PROBLEM REQUIREMENTS - If a line below contains the word "fresh", count it. Please give the total and nothing else.

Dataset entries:
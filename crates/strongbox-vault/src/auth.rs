// SPDX-FileCopyrightText: 2026 Strongbox Contributors
// SPDX-License-Identifier: MIT OR Apache-2.0

//! Registration and the login state machine.
//!
//! Key hierarchy per user:
//! - a random data key (DEK) encrypts that user's secret entries;
//! - Argon2id(master password, salt) wraps the DEK;
//! - the root key wraps the result, binding the record to this installation.
//!
//! `users.secured_password` holds `seal(root, seal(derived, DEK))`. Changing
//! the master password only re-wraps the DEK; entries are never re-encrypted.
//!
//! Accounts move `Active(0..=4)` -> `Locked` on the fifth consecutive wrong
//! password. Every counter change is a single conditional UPDATE committed
//! before the call returns.

use std::sync::Arc;

use ring::digest::{SHA256, digest};
use secrecy::{ExposeSecret, SecretString};
use strongbox_config::model::KdfConfig;
use strongbox_core::{
    AccountStatus, LoginOutcome, MAX_FAILED_ATTEMPTS, RegisterOutcome, Session, SessionKey,
    StrongboxError, User,
};
use strongbox_storage::Database;
use strongbox_storage::models::{CredentialUpdate, FailedAttempt, LegacyUpgrade};
use strongbox_storage::queries::users;
use tracing::{debug, info, warn};
use zeroize::Zeroizing;

use crate::crypto::{self, Opened};
use crate::kdf::{self, KdfParams};
use crate::keystore::KeyStore;

/// Trim a login and reject empty ones.
pub fn normalize_login(login: &str) -> Result<String, StrongboxError> {
    let trimmed = login.trim();
    if trimmed.is_empty() {
        return Err(StrongboxError::InvalidInput("login must not be empty".into()));
    }
    Ok(trimmed.to_string())
}

enum Verification {
    Verified {
        data_key: Zeroizing<[u8; 32]>,
        upgrade: Option<CredentialUpdate>,
    },
    Mismatch,
}

/// Registers users and runs the login state machine.
pub struct AuthService {
    db: Database,
    keystore: Arc<KeyStore>,
    kdf: KdfParams,
}

impl AuthService {
    pub fn new(db: Database, keystore: Arc<KeyStore>, kdf: &KdfConfig) -> Self {
        Self {
            db,
            keystore,
            kdf: KdfParams::from(kdf),
        }
    }

    /// Register `login` with `master_password`.
    ///
    /// Logins are trimmed and unique without regard to ASCII case.
    pub async fn register(
        &self,
        login: &str,
        master_password: &SecretString,
    ) -> Result<RegisterOutcome, StrongboxError> {
        let login = normalize_login(login)?;
        if master_password.expose_secret().is_empty() {
            return Err(StrongboxError::InvalidInput(
                "master password must not be empty".into(),
            ));
        }

        let data_key = Zeroizing::new(crypto::generate_random_key()?);
        let credentials = self.wrap_data_key(&data_key, master_password).await?;

        match users::register_user(&self.db, &login, credentials).await? {
            Some(id) => {
                info!(user_id = %id, "user registered");
                Ok(RegisterOutcome::Registered(id))
            }
            None => {
                debug!("registration rejected: login taken");
                Ok(RegisterOutcome::DuplicateLogin)
            }
        }
    }

    /// Attempt a login. Wrong passwords and lockouts are outcomes, not errors.
    ///
    /// An unknown login costs one key derivation and answers exactly like a
    /// first wrong password on a fresh account.
    pub async fn login(
        &self,
        login: &str,
        master_password: &SecretString,
    ) -> Result<LoginOutcome, StrongboxError> {
        // A superseded legacy upgrade leaves an envelope behind, so the
        // second pass always takes the envelope path.
        for _ in 0..2 {
            if let Some(outcome) = self.attempt_login(login, master_password).await? {
                return Ok(outcome);
            }
            debug!("legacy credential upgraded by a concurrent login, re-reading");
        }
        Err(StrongboxError::Internal(
            "credential kept changing during login".into(),
        ))
    }

    /// One pass of the login state machine.
    ///
    /// Returns `None` when a concurrent login upgraded the same legacy
    /// credential first; the row must then be read again.
    async fn attempt_login(
        &self,
        login: &str,
        master_password: &SecretString,
    ) -> Result<Option<LoginOutcome>, StrongboxError> {
        let user = match normalize_login(login) {
            Ok(login) => users::find_by_login(&self.db, &login).await?,
            Err(_) => None,
        };
        let Some(user) = user else {
            self.burn_derivation(master_password).await?;
            debug!("login attempt for unknown account");
            return Ok(Some(LoginOutcome::InvalidCredentials {
                remaining_attempts: MAX_FAILED_ATTEMPTS - 1,
            }));
        };

        if user.is_locked {
            warn!(user_id = %user.id, "login attempt on locked account");
            return Ok(Some(LoginOutcome::Locked));
        }

        let outcome = match self.verify(&user, master_password).await? {
            Verification::Verified { data_key, upgrade } => {
                let legacy = upgrade.is_some();
                let still_active = match upgrade {
                    Some(credentials) => {
                        let upgraded = users::reset_and_upgrade(
                            &self.db,
                            user.id,
                            user.secured_password.clone(),
                            credentials,
                        )
                        .await?;
                        match upgraded {
                            LegacyUpgrade::Upgraded => true,
                            LegacyUpgrade::Locked => false,
                            LegacyUpgrade::Superseded => return Ok(None),
                        }
                    }
                    None => users::reset_failed_attempts(&self.db, user.id).await?,
                };
                if !still_active {
                    warn!(user_id = %user.id, "account locked during login");
                    return Ok(Some(LoginOutcome::Locked));
                }
                if legacy {
                    info!(user_id = %user.id, "legacy plaintext credential upgraded");
                }
                debug!(user_id = %user.id, "login succeeded");
                LoginOutcome::Authenticated(Session {
                    user_id: user.id,
                    login: user.login,
                    key: SessionKey::new(*data_key),
                })
            }
            Verification::Mismatch => {
                match users::record_failed_attempt(&self.db, user.id, MAX_FAILED_ATTEMPTS).await? {
                    FailedAttempt::Counted { failed_attempts } => {
                        warn!(user_id = %user.id, failed_attempts, "wrong master password");
                        LoginOutcome::InvalidCredentials {
                            remaining_attempts: MAX_FAILED_ATTEMPTS.saturating_sub(failed_attempts),
                        }
                    }
                    FailedAttempt::LockedNow { failed_attempts } => {
                        warn!(user_id = %user.id, failed_attempts, "account locked");
                        LoginOutcome::LockedNow
                    }
                    FailedAttempt::AlreadyLocked => LoginOutcome::Locked,
                }
            }
        };
        Ok(Some(outcome))
    }

    /// Re-wrap the session's data key under `new_password`.
    ///
    /// Returns `false` if the account was locked or its credential changed
    /// since the session was opened.
    pub async fn change_master_password(
        &self,
        session: &Session,
        new_password: &SecretString,
    ) -> Result<bool, StrongboxError> {
        if new_password.expose_secret().is_empty() {
            return Err(StrongboxError::InvalidInput(
                "master password must not be empty".into(),
            ));
        }
        let Some(user) = users::get_user(&self.db, session.user_id).await? else {
            return Err(StrongboxError::OwnerNotFound(session.user_id.0));
        };

        let data_key = Zeroizing::new(*session.key.as_bytes());
        let credentials = self.wrap_data_key(&data_key, new_password).await?;
        let changed =
            users::replace_credentials(&self.db, user.id, user.secured_password, credentials)
                .await?;
        if changed {
            info!(user_id = %user.id, "master password changed");
        }
        Ok(changed)
    }

    /// Lock state and failed-attempt count for `login`.
    pub async fn account_status(&self, login: &str) -> Result<Option<AccountStatus>, StrongboxError> {
        let login = normalize_login(login)?;
        users::account_status(&self.db, &login).await
    }

    async fn verify(
        &self,
        user: &User,
        master_password: &SecretString,
    ) -> Result<Verification, StrongboxError> {
        let root = self.keystore.root_key().as_bytes();
        match crypto::open_legacy_aware(&user.secured_password, root)? {
            Opened::Decrypted(wrapped) => {
                let (Some(salt), Some(params)) = (&user.kdf_salt, &user.kdf_params) else {
                    return Err(StrongboxError::AuthenticationFailed);
                };
                let params = KdfParams::from_json(params)?;
                let derived = derive(master_password, salt.clone(), params).await?;
                match crypto::decrypt(&wrapped, &derived) {
                    Ok(bytes) => {
                        let bytes = Zeroizing::new(bytes);
                        let data_key: [u8; 32] = bytes
                            .as_slice()
                            .try_into()
                            .map_err(|_| StrongboxError::AuthenticationFailed)?;
                        Ok(Verification::Verified {
                            data_key: Zeroizing::new(data_key),
                            upgrade: None,
                        })
                    }
                    Err(StrongboxError::AuthenticationFailed) => Ok(Verification::Mismatch),
                    Err(e) => Err(e),
                }
            }
            Opened::LegacyPlaintext(stored) => {
                let stored = Zeroizing::new(stored);
                warn!(user_id = %user.id, "legacy plaintext credential encountered");
                let supplied = digest(&SHA256, master_password.expose_secret().as_bytes());
                let expected = digest(&SHA256, &stored);
                if supplied.as_ref() != expected.as_ref() {
                    return Ok(Verification::Mismatch);
                }
                let data_key = Zeroizing::new(crypto::generate_random_key()?);
                let upgrade = self.wrap_data_key(&data_key, master_password).await?;
                Ok(Verification::Verified {
                    data_key,
                    upgrade: Some(upgrade),
                })
            }
        }
    }

    /// Produce `seal(root, seal(derived, data_key))` with a fresh salt.
    async fn wrap_data_key(
        &self,
        data_key: &[u8; 32],
        master_password: &SecretString,
    ) -> Result<CredentialUpdate, StrongboxError> {
        let salt = kdf::generate_salt()?;
        let derived = derive(master_password, salt.to_vec(), self.kdf).await?;
        let inner = crypto::encrypt(data_key, &derived)?;
        let outer = crypto::encrypt(inner.as_bytes(), self.keystore.root_key().as_bytes())?;
        Ok(CredentialUpdate {
            secured_password: outer.into_bytes(),
            kdf_salt: salt.to_vec(),
            kdf_params: self.kdf.to_json()?,
        })
    }

    async fn burn_derivation(&self, master_password: &SecretString) -> Result<(), StrongboxError> {
        let salt = kdf::generate_salt()?;
        derive(master_password, salt.to_vec(), self.kdf).await?;
        Ok(())
    }
}

/// Run Argon2id off the async executor.
async fn derive(
    master_password: &SecretString,
    salt: Vec<u8>,
    params: KdfParams,
) -> Result<Zeroizing<[u8; 32]>, StrongboxError> {
    let password = Zeroizing::new(master_password.expose_secret().as_bytes().to_vec());
    tokio::task::spawn_blocking(move || kdf::derive_key(&password, &salt, &params))
        .await
        .map_err(|e| StrongboxError::Internal(format!("key derivation task failed: {e}")))?
}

WRITTEN REPLY - 2